Cook County Sheriff Tom Dart said about 70 families contacted the department through its website or by calling detectives since last week's announcement that the remains had been exhumed. He said the descriptions of their loved ones _ young white males who lived or worked in the Chicago area _ could have put them in the path of Gacy, who killed at least 33 young men between 1972 and his arrest in late 1978.
Two Chicago-area families had by Monday afternoon provided DNA samples to compare to the skeletal remains, and another family was set to be tested. DNA swab kits also had been mailed to Minnesota and Iowa authorities to test a family in each of those states.
Both families already tested gave accounts that would explain how their loved ones could have gone unidentified at a time when dental records provided the only scientific means of identifying remains, Dart said.

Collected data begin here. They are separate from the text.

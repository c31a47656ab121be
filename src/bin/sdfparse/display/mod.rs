mod error;
mod progress;
mod tables;

pub use error::print_error;
pub use progress::Progress;
pub use tables::print_summary;

#[derive(Debug, Clone, Copy)]
pub struct Context {
    pub interactive: bool,
}

impl Context {
    pub fn detect() -> Self {
        Self {
            interactive: crate::io::stderr_is_tty(),
        }
    }

    pub fn with_quiet(self, quiet: bool) -> Self {
        if quiet {
            Self { interactive: false }
        } else {
            self
        }
    }
}
mod tojson;

use tojson::run_tojson;

use anyhow::Result;

use crate::cli::Command;
use crate::display::Context;

pub fn dispatch(command: Command, ctx: Context) -> Result<()> {
    match command {
        Command::ToJson(args) => run_tojson(args, ctx),
    }
}
//! Plain data records produced by the SD file reader.
//!
//! - [`atom`] – One atom-table row: coordinates, element symbol, flag columns.
//! - [`bond`] – One bond-table row: 1-based atom indices, raw bond type, flag columns.
//! - [`property`] – A `> <TAG>` data item and its value lines.
//! - [`molecule`] – The per-molecule record tying the above together.
//!
//! Records are built once by the decoder and handed to the caller; nothing
//! in the crate holds on to them afterwards.

pub mod atom;
pub mod bond;
pub mod molecule;
pub mod property;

"In one case the young man had perfect teeth (and) never went to a dentist," the sheriff said. In another instance, the man's parents had tracked down their son's retired dentist only to find the records had been destroyed.
Dart said in both those cases, the families' descriptions did not suggest young men who would have willingly disappeared.

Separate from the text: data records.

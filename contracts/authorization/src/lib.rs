//! Authorization Module for the voting contracts
//!
//! Each election is administered by exactly one address. Instead of a role
//! table, the owner is held in an `OwnerCapability` value that is stored with
//! the election and checked by equality at the top of every owner-gated
//! operation.
//!
//! ## Features
//! - Single-owner capability with an immutable holder
//! - Identity verification through Soroban's built-in auth
//! - Self-action checks for participants acting on their own behalf

#![no_std]

use soroban_sdk::{contracttype, Address};

/// Authorization errors
#[derive(Copy, Clone, Debug, Eq, PartialEq)]
pub enum AuthError {
    Unauthorized,
}

/// The right to administer one election
#[contracttype]
#[derive(Clone, Debug, Eq, PartialEq)]
pub struct OwnerCapability {
    pub holder: Address,
}

impl OwnerCapability {
    /// Grant the capability to `holder`. There is no transfer path.
    pub fn new(holder: Address) -> Self {
        Self { holder }
    }

    /// Address holding the capability
    pub fn holder(&self) -> &Address {
        &self.holder
    }

    /// Check if `address` holds this capability
    pub fn is_held_by(&self, address: &Address) -> bool {
        self.holder == *address
    }

    /// Require that `caller` holds this capability (no signature check)
    pub fn authorize(&self, caller: &Address) -> Result<(), AuthError> {
        if self.is_held_by(caller) {
            Ok(())
        } else {
            Err(AuthError::Unauthorized)
        }
    }
}

/// Verify the caller's identity, then require that it holds `capability`.
/// This is the pattern for every owner-gated operation.
pub fn verify_owner(caller: &Address, capability: &OwnerCapability) -> Result<(), AuthError> {
    caller.require_auth();
    capability.authorize(caller)
}

/// Verify that a participant is signing for itself.
pub fn verify_participant(participant: &Address) {
    participant.require_auth();
}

"One young man went to a wedding and dropped his date off and was never seen again," he said. "(That is) not the behavior of someone taking off to start a new life somewhere."

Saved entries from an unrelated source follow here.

#![no_std]
//! Election contracts.
//!
//! `VotingFactory` is the registry: it creates elections and keeps the
//! append-only catalogue of their handles. Every other entry point drives one
//! election's state machine, addressed by its handle:
//!
//! ```text
//! Created --start_voting--> Active --deadline / close_voting--> Closed
//! ```
//!
//! Voters and candidates can only be registered while `Created`, votes are
//! only accepted while `Active`, and final results are only readable once
//! `Closed`. The election closes by itself when the ledger time reaches the
//! end time given to `start_voting`.

use soroban_sdk::{contract, contractimpl, Address, Env, String, Vec};

mod election;
mod events;
mod registry;
mod storage;
mod types;

pub use shared::{ErrorKind, VotingError};
pub use types::{
    CandidateRecord, CandidateTally, Election, ElectionId, ElectionStatus, VoterRecord,
};

#[contract]
pub struct VotingFactory;

#[contractimpl]
impl VotingFactory {
    // ── Registry ─────────────────────────────────────────────────────────────

    /// Create a new election owned by `caller`.
    ///
    /// # Arguments
    /// * `caller`       – Organizer; becomes the election owner
    /// * `metadata_uri` – Content hash of the title/description object,
    ///                    stored verbatim
    pub fn create_voting(env: Env, caller: Address, metadata_uri: String) -> ElectionId {
        registry::create_voting(&env, caller, metadata_uri)
    }

    /// All election handles in creation order.
    pub fn get_deployed_votings(env: Env) -> Vec<ElectionId> {
        registry::get_deployed_votings(&env)
    }

    pub fn voting_count(env: Env) -> u32 {
        registry::voting_count(&env)
    }

    // ── Registration (owner only) ────────────────────────────────────────────

    pub fn register_voter(
        env: Env,
        election_id: ElectionId,
        caller: Address,
        voter: Address,
    ) -> Result<(), VotingError> {
        election::register_voter(&env, election_id, &caller, &voter)
    }

    /// Returns the assigned candidate id.
    pub fn register_candidate(
        env: Env,
        election_id: ElectionId,
        caller: Address,
        candidate: Address,
    ) -> Result<u32, VotingError> {
        election::register_candidate(&env, election_id, &caller, &candidate)
    }

    // ── Lifecycle (owner only) ───────────────────────────────────────────────

    /// Open voting until the absolute ledger timestamp `end_time`.
    pub fn start_voting(
        env: Env,
        election_id: ElectionId,
        caller: Address,
        end_time: u64,
    ) -> Result<(), VotingError> {
        election::start_voting(&env, election_id, &caller, end_time)
    }

    /// Close voting ahead of the deadline.
    pub fn close_voting(
        env: Env,
        election_id: ElectionId,
        caller: Address,
    ) -> Result<(), VotingError> {
        election::close_voting(&env, election_id, &caller)
    }

    // ── Voting ───────────────────────────────────────────────────────────────

    pub fn cast_vote(
        env: Env,
        election_id: ElectionId,
        voter: Address,
        candidate_id: u32,
    ) -> Result<(), VotingError> {
        election::cast_vote(&env, election_id, &voter, candidate_id)
    }

    // ── Progress & Results ───────────────────────────────────────────────────

    /// Page of running tallies in registration order. Only while Active.
    pub fn show_progress(
        env: Env,
        election_id: ElectionId,
        offset: u32,
        limit: u32,
    ) -> Result<Vec<CandidateTally>, VotingError> {
        election::show_progress(&env, election_id, offset, limit)
    }

    /// Page of final tallies in registration order. Only once Closed.
    pub fn show_result(
        env: Env,
        election_id: ElectionId,
        offset: u32,
        limit: u32,
    ) -> Result<Vec<CandidateTally>, VotingError> {
        election::show_result(&env, election_id, offset, limit)
    }

    // ── Queries ──────────────────────────────────────────────────────────────

    /// Election header; `status` is the lifecycle status at the current
    /// ledger time.
    pub fn get_election(env: Env, election_id: ElectionId) -> Result<Election, VotingError> {
        election::election(&env, election_id)
    }

    pub fn owner(env: Env, election_id: ElectionId) -> Result<Address, VotingError> {
        let election = storage::load_election(&env, election_id)?;
        Ok(election.owner.holder().clone())
    }

    pub fn metadata_uri(env: Env, election_id: ElectionId) -> Result<String, VotingError> {
        let election = storage::load_election(&env, election_id)?;
        Ok(election.metadata_uri)
    }

    /// Voting deadline, or 0 before voting has started.
    pub fn voting_end_time(env: Env, election_id: ElectionId) -> Result<u64, VotingError> {
        let election = storage::load_election(&env, election_id)?;
        Ok(election.voting_end_time)
    }

    pub fn is_voting_started(env: Env, election_id: ElectionId) -> Result<bool, VotingError> {
        let election = storage::load_election(&env, election_id)?;
        Ok(election.status != ElectionStatus::Created)
    }

    /// Lifecycle status at the current ledger time.
    pub fn status(env: Env, election_id: ElectionId) -> Result<ElectionStatus, VotingError> {
        election::status(&env, election_id)
    }

    pub fn get_voter(
        env: Env,
        election_id: ElectionId,
        voter: Address,
    ) -> Result<VoterRecord, VotingError> {
        election::voter(&env, election_id, &voter)
    }

    pub fn get_candidate(
        env: Env,
        election_id: ElectionId,
        candidate: Address,
    ) -> Result<CandidateRecord, VotingError> {
        election::candidate(&env, election_id, &candidate)
    }

    pub fn get_candidate_by_id(
        env: Env,
        election_id: ElectionId,
        candidate_id: u32,
    ) -> Result<Address, VotingError> {
        election::candidate_by_id(&env, election_id, candidate_id)
    }

    pub fn candidate_count(env: Env, election_id: ElectionId) -> Result<u32, VotingError> {
        let election = storage::load_election(&env, election_id)?;
        Ok(election.candidate_count)
    }
}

The other family told detectives their loved one had talked about working construction and being paid cash _ a chilling similarity to some of Gacy's known victims, who were killed after agreeing to work for Gacy in exchange for cash.
Dart said it will be weeks before the laboratory can complete the tests to determine if the DNA of the victims match the DNA of the families.
Detectives who worked for months reviewing unidentified remains cases discovered that eight of the 33 people Gacy was convicted of murdering never were identified. They quietly obtained exhumation orders over the past few months and took jaws, teeth and in some cases femur bones to a Texas lab.
Dart said he hoped that families who always wondered what happened to their loved ones or who perhaps never reported their loved ones missing would come forward to help solve the last mystery of one of the most grisly crimes in American history.
Most of Gacy's victims were buried in a crawl space under Gacy's home, though detectives said four of them were dumped in an area river after he ran out of room at his house. Gacy admitted his crimes to detectives before he was convicted and was executed in 1994.